• _WHAT THE TASK ASKS_
Wherever the word "PayloadSection" shows up in the data, report the line it sits in.

• _DATASET_
━━━━━━━━━━━━━━━━━━━━━━━━━━━━━━

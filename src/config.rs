//! Run configuration: a TOML file plus command-line overrides.
//!
//! Everything is validated here, before any traffic is generated, so a bad
//! configuration surfaces as a [`ConfigError`] and never as a half-run test.
//!
//! ```toml
//! [target]
//! base_url = "https://staging.example.com"
//! path = "/test/init"
//! timeout = "120s"
//!
//! [signing]
//! secret_key = "..."
//!
//! [payload]
//! amount = 1000
//! lang = "en"
//! data = "accounts.csv"
//!
//! [checks]
//! expected_status = 200
//! max_latency = "120ms"
//!
//! [scenario]
//! name = "init"
//! start_rate = 1
//! time_unit = "1s"
//! ramp = "linear"
//! stages = [{ duration = "10s", target = 10 }]
//!
//! [thresholds]
//! http_req_duration = ["p(99) <= 120"]
//! http_req_failed = ["rate < 0.01"]
//!
//! [summary]
//! trend_stats = ["avg", "p(95)", "p(99)"]
//! ```
use std::{
    collections::BTreeMap,
    path::{Path, PathBuf},
    time::Duration,
};

use reqwest::Url;
use serde::Deserialize;

use crate::{
    aggregate::{MetricKind, RunMetrics},
    error::ConfigError,
    executor::{RampPolicy, ScheduleSpec, Stage, default_max_workers},
    report::default_trend_stats,
    threshold::{Statistic, ThresholdSpec},
    worker::Checks,
};

/// Values given on the command line or through the environment; they win over
/// the file.
#[derive(Debug, Clone, Default)]
pub struct Overrides {
    pub secret_key: Option<String>,
    pub base_url: Option<String>,
}

/// Fully validated configuration of a run.
#[derive(Clone, PartialEq)]
pub struct RunConfig {
    pub endpoint: Url,
    pub timeout: Duration,
    pub secret_key: String,
    pub amount: u64,
    pub lang: String,
    /// Resolved against the config file's directory.
    pub data_path: PathBuf,
    pub checks: Checks,
    pub scenario_name: String,
    pub schedule: ScheduleSpec,
    pub grace_period: Duration,
    pub thresholds: Vec<ThresholdSpec>,
    pub trend_stats: Vec<Statistic>,
}

impl std::fmt::Debug for RunConfig {
    fn fmt(&self, f: &mut std::fmt::Formatter<'_>) -> std::fmt::Result {
        f.debug_struct("RunConfig")
            .field("endpoint", &self.endpoint.as_str())
            .field("timeout", &self.timeout)
            .field("secret_key", &"<redacted>")
            .field("amount", &self.amount)
            .field("lang", &self.lang)
            .field("data_path", &self.data_path)
            .field("checks", &self.checks)
            .field("scenario_name", &self.scenario_name)
            .field("schedule", &self.schedule)
            .field("grace_period", &self.grace_period)
            .field("thresholds", &self.thresholds)
            .field("trend_stats", &self.trend_stats)
            .finish()
    }
}

impl RunConfig {
    pub fn load(path: &Path, overrides: &Overrides) -> Result<Self, ConfigError> {
        let contents = std::fs::read_to_string(path).map_err(|source| ConfigError::Io {
            path: path.to_owned(),
            source,
        })?;
        let config = Self::from_toml_str(&contents, path, overrides)?;
        tracing::info!("Loaded configuration from {}", path.display());
        Ok(config)
    }

    /// Parse `contents` as if read from `path`.
    pub fn from_toml_str(
        contents: &str,
        path: &Path,
        overrides: &Overrides,
    ) -> Result<Self, ConfigError> {
        let file: FileConfig = toml::from_str(contents).map_err(|source| ConfigError::Parse {
            path: path.to_owned(),
            source,
        })?;
        let base_dir = path.parent().unwrap_or_else(|| Path::new(""));
        file.resolve(base_dir, overrides)
    }
}

/// Parse a duration literal such as `500ms`, `30s`, `1.5m` or `2h`.
pub fn parse_duration(raw: &str) -> Result<Duration, ConfigError> {
    let s = raw.trim();
    let invalid = || ConfigError::InvalidDuration(raw.to_owned());
    let split = s
        .find(|c: char| !(c.is_ascii_digit() || c == '.'))
        .ok_or_else(invalid)?;
    let (number, unit) = s.split_at(split);
    let value: f64 = number.parse().map_err(|_| invalid())?;
    let secs = match unit.trim() {
        "ms" => value / 1_000.0,
        "s" => value,
        "m" => value * 60.0,
        "h" => value * 3_600.0,
        _ => return Err(invalid()),
    };
    Duration::try_from_secs_f64(secs).map_err(|_| invalid())
}

#[derive(Debug, Deserialize)]
#[serde(deny_unknown_fields)]
struct FileConfig {
    target: TargetSection,
    #[serde(default)]
    signing: SigningSection,
    payload: PayloadSection,
    #[serde(default)]
    checks: ChecksSection,
    scenario: ScenarioSection,
    #[serde(default)]
    thresholds: BTreeMap<String, Vec<String>>,
    #[serde(default)]
    summary: SummarySection,
}

#[derive(Debug, Deserialize)]
#[serde(deny_unknown_fields)]
struct TargetSection {
    base_url: String,
    #[serde(default = "default_path")]
    path: String,
    #[serde(default = "default_timeout")]
    timeout: String,
}

#[derive(Debug, Default, Deserialize)]
#[serde(deny_unknown_fields)]
struct SigningSection {
    secret_key: Option<String>,
}

#[derive(Debug, Deserialize)]
#[serde(deny_unknown_fields)]
struct PayloadSection {
    #[serde(default = "default_amount")]
    amount: u64,
    #[serde(default = "default_lang")]
    lang: String,
    data: PathBuf,
}

#[derive(Debug, Deserialize)]
#[serde(deny_unknown_fields)]
struct ChecksSection {
    #[serde(default = "default_expected_status")]
    expected_status: u16,
    #[serde(default = "default_max_latency")]
    max_latency: String,
}

impl Default for ChecksSection {
    fn default() -> Self {
        Self {
            expected_status: default_expected_status(),
            max_latency: default_max_latency(),
        }
    }
}

#[derive(Debug, Deserialize)]
#[serde(deny_unknown_fields)]
struct ScenarioSection {
    #[serde(default = "default_scenario_name")]
    name: String,
    #[serde(default)]
    start_rate: f64,
    #[serde(default = "default_time_unit")]
    time_unit: String,
    max_workers: Option<usize>,
    #[serde(default)]
    ramp: RampPolicy,
    #[serde(default = "default_grace_period")]
    grace_period: String,
    stages: Vec<StageSection>,
}

#[derive(Debug, Deserialize)]
#[serde(deny_unknown_fields)]
struct StageSection {
    duration: String,
    target: f64,
}

#[derive(Debug, Default, Deserialize)]
#[serde(deny_unknown_fields)]
struct SummarySection {
    trend_stats: Option<Vec<String>>,
}

fn default_path() -> String {
    "/test/init".into()
}

fn default_timeout() -> String {
    "120s".into()
}

fn default_amount() -> u64 {
    1000
}

fn default_lang() -> String {
    "en".into()
}

fn default_expected_status() -> u16 {
    200
}

fn default_max_latency() -> String {
    "120ms".into()
}

fn default_scenario_name() -> String {
    "default".into()
}

fn default_time_unit() -> String {
    "1s".into()
}

fn default_grace_period() -> String {
    "30s".into()
}

impl FileConfig {
    fn resolve(self, base_dir: &Path, overrides: &Overrides) -> Result<RunConfig, ConfigError> {
        let base_url = overrides
            .base_url
            .clone()
            .unwrap_or(self.target.base_url);
        let endpoint = endpoint(&base_url, &self.target.path)?;

        let secret_key = overrides
            .secret_key
            .clone()
            .or(self.signing.secret_key)
            .filter(|k| !k.is_empty())
            .ok_or(ConfigError::MissingSecretKey)?;

        if self.payload.lang.trim().is_empty() {
            return Err(ConfigError::InvalidValue {
                field: "payload.lang",
                reason: "must not be empty".into(),
            });
        }

        let stages = self
            .scenario
            .stages
            .iter()
            .map(|s| Ok(Stage::new(parse_duration(&s.duration)?, s.target)))
            .collect::<Result<Vec<_>, ConfigError>>()?;
        let schedule = ScheduleSpec {
            start_rate: self.scenario.start_rate,
            time_unit: parse_duration(&self.scenario.time_unit)?,
            max_workers: self.scenario.max_workers.unwrap_or_else(default_max_workers),
            stages,
            ramp: self.scenario.ramp,
        };
        schedule.validate()?;

        let thresholds = self
            .thresholds
            .iter()
            .map(|(metric, expressions)| {
                let kind = RunMetrics::kind_of(metric)
                    .ok_or_else(|| ConfigError::UnknownMetric(metric.clone()))?;
                ThresholdSpec::parse(metric.as_str(), kind, expressions)
            })
            .collect::<Result<Vec<_>, _>>()?;

        let trend_stats = match self.summary.trend_stats {
            None => default_trend_stats(),
            Some(raw) => raw
                .iter()
                .map(|s| parse_trend_stat(s))
                .collect::<Result<Vec<_>, _>>()?,
        };

        Ok(RunConfig {
            endpoint,
            timeout: parse_duration(&self.target.timeout)?,
            secret_key,
            amount: self.payload.amount,
            lang: self.payload.lang,
            data_path: base_dir.join(self.payload.data),
            checks: Checks {
                expected_status: self.checks.expected_status,
                max_latency: parse_duration(&self.checks.max_latency)?,
            },
            scenario_name: self.scenario.name,
            schedule,
            grace_period: parse_duration(&self.scenario.grace_period)?,
            thresholds,
            trend_stats,
        })
    }
}

fn endpoint(base_url: &str, path: &str) -> Result<Url, ConfigError> {
    let raw = format!(
        "{}/{}",
        base_url.trim_end_matches('/'),
        path.trim_start_matches('/')
    );
    let url = Url::parse(&raw).map_err(|e| ConfigError::InvalidUrl {
        url: raw.clone(),
        reason: e.to_string(),
    })?;
    if !matches!(url.scheme(), "http" | "https") {
        return Err(ConfigError::InvalidUrl {
            url: raw,
            reason: format!("unsupported scheme `{}`", url.scheme()),
        });
    }
    Ok(url)
}

fn parse_trend_stat(raw: &str) -> Result<Statistic, ConfigError> {
    let invalid = |reason: String| ConfigError::InvalidValue {
        field: "summary.trend_stats",
        reason,
    };
    let stat: Statistic = raw.parse().map_err(invalid)?;
    if !stat.applies_to(MetricKind::Trend) {
        return Err(invalid(format!("`{stat}` is not a trend statistic")));
    }
    Ok(stat)
}

#[cfg(test)]
mod tests {
    use super::*;

    const MINIMAL: &str = r#"
        [target]
        base_url = "http://localhost:8080/"

        [signing]
        secret_key = "s3cret"

        [payload]
        data = "accounts.csv"

        [scenario]
        start_rate = 1
        stages = [{ duration = "10s", target = 10 }]
    "#;

    fn load(contents: &str) -> Result<RunConfig, ConfigError> {
        RunConfig::from_toml_str(contents, Path::new("/etc/barrage/run.toml"), &Overrides::default())
    }

    mod duration {
        use super::*;

        #[test]
        fn units() {
            assert_eq!(parse_duration("250ms").unwrap(), Duration::from_millis(250));
            assert_eq!(parse_duration("30s").unwrap(), Duration::from_secs(30));
            assert_eq!(parse_duration("1.5m").unwrap(), Duration::from_secs(90));
            assert_eq!(parse_duration("2h").unwrap(), Duration::from_secs(7_200));
            assert_eq!(parse_duration(" 10 s ").unwrap(), Duration::from_secs(10));
        }

        #[test]
        fn rejects_garbage() {
            for raw in ["", "10", "s", "10d", "-5s", "1.2.3s", "ten seconds"] {
                assert!(
                    matches!(parse_duration(raw), Err(ConfigError::InvalidDuration(_))),
                    "{raw:?}"
                );
            }
        }
    }

    #[test]
    fn minimal_file_gets_defaults() {
        let config = load(MINIMAL).unwrap();
        assert_eq!(config.endpoint.as_str(), "http://localhost:8080/test/init");
        assert_eq!(config.timeout, Duration::from_secs(120));
        assert_eq!(config.amount, 1000);
        assert_eq!(config.lang, "en");
        assert_eq!(config.data_path, PathBuf::from("/etc/barrage/accounts.csv"));
        assert_eq!(config.checks, Checks::default());
        assert_eq!(config.scenario_name, "default");
        assert_eq!(config.grace_period, Duration::from_secs(30));
        assert_eq!(config.schedule.ramp, RampPolicy::Linear);
        assert_eq!(config.schedule.time_unit, Duration::from_secs(1));
        assert_eq!(config.schedule.stages, vec![Stage::new(Duration::from_secs(10), 10.)]);
        assert_eq!(config.trend_stats, default_trend_stats());
        assert!(config.thresholds.is_empty());
    }

    #[test]
    fn overrides_win() {
        let overrides = Overrides {
            secret_key: Some("from-env".into()),
            base_url: Some("https://override.example".into()),
        };
        let config =
            RunConfig::from_toml_str(MINIMAL, Path::new("run.toml"), &overrides).unwrap();
        assert_eq!(config.secret_key, "from-env");
        assert_eq!(config.endpoint.as_str(), "https://override.example/test/init");
        assert_eq!(config.data_path, PathBuf::from("accounts.csv"));
    }

    #[test]
    fn missing_secret_key() {
        let contents = MINIMAL.replace(r#"secret_key = "s3cret""#, "");
        assert!(matches!(load(&contents), Err(ConfigError::MissingSecretKey)));
        let contents = MINIMAL.replace(r#"secret_key = "s3cret""#, r#"secret_key = """#);
        assert!(matches!(load(&contents), Err(ConfigError::MissingSecretKey)));
    }

    #[test]
    fn thresholds_are_parsed_at_load() {
        let contents = format!(
            "{MINIMAL}\n[thresholds]\nhttp_req_duration = [\"p(99) <= 120\"]\nerrors = [\"rate < 0.01\"]\n"
        );
        let config = load(&contents).unwrap();
        assert_eq!(config.thresholds.len(), 2);
        // BTreeMap order
        assert_eq!(config.thresholds[0].metric, "errors");
        assert_eq!(config.thresholds[1].expressions[0].to_string(), "p(99) <= 120");
    }

    #[test]
    fn unknown_threshold_metric() {
        let contents = format!("{MINIMAL}\n[thresholds]\nlatency = [\"p(99) < 1\"]\n");
        assert!(matches!(load(&contents), Err(ConfigError::UnknownMetric(m)) if m == "latency"));
    }

    #[test]
    fn mismatched_threshold_statistic() {
        let contents = format!("{MINIMAL}\n[thresholds]\nerrors = [\"p(99) < 1\"]\n");
        assert!(matches!(load(&contents), Err(ConfigError::InvalidThreshold { .. })));
    }

    #[test]
    fn invalid_schedule() {
        let contents = MINIMAL.replace(r#"duration = "10s""#, r#"duration = "0s""#);
        assert!(matches!(load(&contents), Err(ConfigError::InvalidSchedule(_))));
    }

    #[test]
    fn invalid_url() {
        let contents = MINIMAL.replace("http://localhost:8080/", "ftp://localhost");
        assert!(matches!(load(&contents), Err(ConfigError::InvalidUrl { .. })));
    }

    #[test]
    fn step_ramp_and_trend_stats() {
        let contents = MINIMAL.replace(
            "start_rate = 1",
            "start_rate = 1\nramp = \"step\"\nmax_workers = 7",
        ) + "\n[summary]\ntrend_stats = [\"avg\", \"p(95)\"]\n";
        let config = load(&contents).unwrap();
        assert_eq!(config.schedule.ramp, RampPolicy::Step);
        assert_eq!(config.schedule.max_workers, 7);
        assert_eq!(config.trend_stats, vec![Statistic::Avg, Statistic::Percentile(95.)]);

        let bad = MINIMAL.to_owned() + "\n[summary]\ntrend_stats = [\"rate\"]\n";
        assert!(matches!(load(&bad), Err(ConfigError::InvalidValue { .. })));
    }

    #[test]
    fn unknown_keys_are_rejected() {
        let contents = MINIMAL.replace("[payload]", "[payload]\ncolour = \"blue\"");
        assert!(matches!(load(&contents), Err(ConfigError::Parse { .. })));
    }

    #[test]
    fn debug_redacts_secret() {
        let config = load(MINIMAL).unwrap();
        assert!(!format!("{config:?}").contains("s3cret"));
    }
}
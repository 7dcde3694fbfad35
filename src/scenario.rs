use std::{future::Future, marker::PhantomData, sync::Arc};

use typed_builder::TypedBuilder;

use crate::{aggregate::Aggregate, metric::IterationContext};

/// What to run on every arrival, and where its metrics go.
///
/// `action` is called once per dispatched iteration with that iteration's
/// [`IterationContext`]; the metric it resolves to is consumed into `metrics`,
/// which every worker shares.
#[derive(TypedBuilder)]
pub struct Scenario<A, F, Fut>
where
    A: Aggregate,
    F: Fn(IterationContext) -> Fut + Send + Sync + Clone + 'static,
    Fut: Future<Output = A::Metric> + Send + 'static,
{
    #[builder(setter(into))]
    pub name: String,
    pub action: F,
    pub metrics: Arc<A>,
    #[builder(default, setter(skip))]
    future: PhantomData<fn() -> Fut>,
}
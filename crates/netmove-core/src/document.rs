//! Editor document: element lookup, lane network and undo history.

use crate::config::MoveConfig;
use crate::elements::{Element, ElementId};
use crate::movement::{MoveEngine, MoveError, MoveOffset, MoveOperation, MoveResult};
use crate::network::Network;
use crate::undo::UndoList;
use crate::view::ViewContext;
use std::collections::HashMap;

/// Owns the elements being edited and resolves the handles move operations carry.
#[derive(Debug, Clone, Default)]
pub struct EditorDocument {
    elements: HashMap<ElementId, Element>,
    /// Lanes elements can be attached to.
    pub network: Network,
    undo_list: UndoList,
    engine: MoveEngine,
}

impl EditorDocument {
    pub fn new(network: Network, config: MoveConfig) -> Self {
        Self {
            elements: HashMap::new(),
            network,
            undo_list: UndoList::new(),
            engine: MoveEngine::new(config),
        }
    }

    /// Add an element to the document.
    pub fn add_element(&mut self, element: impl Into<Element>) -> ElementId {
        let element = element.into();
        let id = element.id();
        self.elements.insert(id, element);
        id
    }

    pub fn element(&self, id: ElementId) -> Option<&Element> {
        self.elements.get(&id)
    }

    pub fn engine(&self) -> &MoveEngine {
        &self.engine
    }

    pub fn undo_list(&self) -> &UndoList {
        &self.undo_list
    }

    /// Show the element of `operation` moved by `offset`. Records no history.
    pub fn preview_move<V: ViewContext + ?Sized>(
        &mut self,
        view: &V,
        operation: &MoveOperation,
        offset: &MoveOffset,
    ) -> Result<MoveResult, MoveError> {
        let id = operation.element();
        let element = self.elements.get_mut(&id).ok_or(MoveError::UnknownElement(id))?;
        self.engine.move_element(view, &self.network, operation, offset, element)
    }

    /// Finish a drag: apply the final offset and record an undo entry.
    pub fn commit_move<V: ViewContext + ?Sized>(
        &mut self,
        view: &V,
        operation: &MoveOperation,
        offset: &MoveOffset,
    ) -> Result<MoveResult, MoveError> {
        let id = operation.element();
        let element = self.elements.get_mut(&id).ok_or(MoveError::UnknownElement(id))?;
        self.engine
            .commit_move(view, &self.network, operation, offset, element, &mut self.undo_list)
    }

    /// Undo the last committed move.
    /// Returns true if undo was performed, false if nothing to undo.
    pub fn undo(&mut self) -> bool {
        let Some(entry) = self.undo_list.undo() else {
            return false;
        };
        log::info!("Undo: {} ({})", entry.description, entry.element);
        match self.elements.get_mut(&entry.element) {
            Some(element) => element.restore(&entry.before),
            None => {
                log::warn!("Undo entry refers to missing element {}", entry.element);
                false
            }
        }
    }

    /// Redo the last undone move.
    /// Returns true if redo was performed, false if nothing to redo.
    pub fn redo(&mut self) -> bool {
        let Some(entry) = self.undo_list.redo() else {
            return false;
        };
        log::info!("Redo: {} ({})", entry.description, entry.element);
        match self.elements.get_mut(&entry.element) {
            Some(element) => element.restore(&entry.after),
            None => {
                log::warn!("Redo entry refers to missing element {}", entry.element);
                false
            }
        }
    }

    pub fn can_undo(&self) -> bool {
        self.undo_list.can_undo()
    }

    pub fn can_redo(&self) -> bool {
        self.undo_list.can_redo()
    }
}

#[cfg(test)]
mod tests {
    use super::*;
    use crate::drag::MoveDrag;
    use crate::elements::{FreeShape, LaneMarker};
    use crate::geometry::{GeometryPoint, shape_from_points};
    use crate::network::{Edge, LaneId};
    use crate::snap::SnapMode;
    use crate::view::GridView;
    use kurbo::Point;
    use uuid::Uuid;

    fn network() -> (Network, LaneId, LaneId) {
        let mut network = Network::new();
        let edge = network.add_edge(Edge::new(
            100.0,
            vec![
                vec![Point::new(0.0, 0.0), Point::new(100.0, 0.0)],
                vec![Point::new(0.0, 3.2), Point::new(100.0, 3.2)],
            ],
        ));
        (network, LaneId::new(edge, 0), LaneId::new(edge, 1))
    }

    fn shape_points(doc: &EditorDocument, id: ElementId) -> Vec<GeometryPoint> {
        match doc.element(id) {
            Some(Element::Shape(s)) => s.points.clone(),
            _ => panic!("not a shape"),
        }
    }

    fn marker(doc: &EditorDocument, id: ElementId) -> LaneMarker {
        match doc.element(id) {
            Some(Element::LaneMarker(m)) => m.clone(),
            _ => panic!("not a lane marker"),
        }
    }

    #[test]
    fn test_drag_vertex_then_undo_redo() {
        let mut doc = EditorDocument::default();
        let shape = FreeShape::new(&[
            Point::new(0.0, 0.0),
            Point::new(50.0, 0.0),
            Point::new(100.0, 0.0),
        ]);
        let id = doc.add_element(shape.clone());
        let view = GridView::new(SnapMode::Grid, 10.0);

        let op = shape.move_operation_at(Point::new(50.0, 0.0), 5.0, false).unwrap();
        let mut drag = MoveDrag::new(op, Point::new(50.0, 0.0));
        for y in [3.0, 8.0, 14.0, 21.0] {
            drag.update(Point::new(50.0, y));
            doc.preview_move(&view, &drag.operation, &drag.offset()).unwrap();
        }
        assert!(!doc.can_undo());
        doc.commit_move(&view, &drag.operation, &drag.offset()).unwrap();

        let moved = shape_from_points(&[
            Point::new(0.0, 0.0),
            Point::new(50.0, 20.0),
            Point::new(100.0, 0.0),
        ]);
        assert_eq!(shape_points(&doc, id), moved);
        assert!(doc.can_undo());

        assert!(doc.undo());
        assert_eq!(shape_points(&doc, id), shape.points);
        assert!(doc.redo());
        assert_eq!(shape_points(&doc, id), moved);
        assert!(!doc.redo());
    }

    #[test]
    fn test_inserted_vertex_collapses_on_commit() {
        let mut doc = EditorDocument::default();
        let shape = FreeShape::new(&[
            Point::new(0.0, 0.0),
            Point::new(50.0, 0.0),
            Point::new(100.0, 0.0),
        ]);
        let id = doc.add_element(shape.clone());
        let view = GridView::default();

        // Insert a vertex on the first segment and drop it onto the middle vertex.
        let op = shape.move_operation_at(Point::new(25.0, 0.5), 1.0, false).unwrap();
        let offset = MoveOffset::planar(24.5, -0.5);
        let preview = doc.preview_move(&view, &op, &offset).unwrap();
        assert_eq!(preview.shape_to_update.len(), 4);

        doc.commit_move(&view, &op, &offset).unwrap();
        assert_eq!(shape_points(&doc, id).len(), 3);

        assert!(doc.undo());
        assert_eq!(shape_points(&doc, id), shape.points);
    }

    #[test]
    fn test_lane_marker_change_lane() {
        let (network, lane0, lane1) = network();
        let mut doc = EditorDocument::new(network, MoveConfig::default());
        let marker_el = LaneMarker::new(lane0, vec![40.0, 60.0]);
        let id = doc.add_element(marker_el.clone());

        let mut view = GridView::default();
        let op = marker_el.move_operation(true);
        let mut drag = MoveDrag::new(op, Point::new(50.0, 0.0));

        drag.update(Point::new(60.0, 3.2));
        view.set_cursor(drag.current_point);
        doc.preview_move(&view, &drag.operation, &drag.offset()).unwrap();
        let previewed = marker(&doc, id);
        assert_eq!(previewed.preview_lane(), Some(lane1));
        assert_eq!(previewed.lane, lane0);
        assert_eq!(previewed.positions, vec![50.0, 70.0]);

        let result = doc.commit_move(&view, &drag.operation, &drag.offset()).unwrap();
        assert_eq!(result.new_lane, Some(lane1));
        let committed = marker(&doc, id);
        assert_eq!(committed.lane, lane1);
        assert_eq!(committed.positions, vec![50.0, 70.0]);
        assert_eq!(committed.lateral_offset, 0.0);

        assert!(doc.undo());
        let restored = marker(&doc, id);
        assert_eq!(restored.lane, lane0);
        assert_eq!(restored.positions, vec![40.0, 60.0]);
    }

    #[test]
    fn test_lane_marker_end_only() {
        let (network, lane0, _) = network();
        let mut doc = EditorDocument::new(network, MoveConfig::default());
        let marker_el = LaneMarker::new(lane0, vec![40.0, 60.0]);
        let id = doc.add_element(marker_el.clone());

        let op = marker_el.move_operation_for_position(1).unwrap();
        doc.commit_move(&GridView::default(), &op, &MoveOffset::planar(55.0, 0.0))
            .unwrap();
        // A single position is a zero-length span, clamped to the lane end.
        assert_eq!(marker(&doc, id).positions, vec![40.0, 100.0]);
    }

    #[test]
    fn test_unknown_element() {
        let mut doc = EditorDocument::default();
        let op = MoveOperation::whole_shape(Uuid::new_v4(), vec![]);
        let err = doc
            .preview_move(&GridView::default(), &op, &MoveOffset::default())
            .unwrap_err();
        assert_eq!(err, MoveError::UnknownElement(op.element()));
        assert!(!doc.undo());
    }

    #[test]
    fn test_failed_commit_records_nothing() {
        let mut doc = EditorDocument::default();
        let mut shape = FreeShape::new(&[Point::new(0.0, 0.0), Point::new(10.0, 0.0)]);
        shape.points[0] = GeometryPoint::Invalid;
        doc.add_element(shape.clone());
        let op = MoveOperation::whole_shape(shape.id(), shape.points.clone());
        let err = doc
            .commit_move(&GridView::default(), &op, &MoveOffset::planar(1.0, 1.0))
            .unwrap_err();
        assert_eq!(err, MoveError::InvalidGeometryPoint { index: 0 });
        assert!(!doc.can_undo());
    }
}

━━━━━━━━━━━━━━━━━━━━━━━━━━━━━━

• _OUTPUT_
    payload: PayloadSection,
struct PayloadSection {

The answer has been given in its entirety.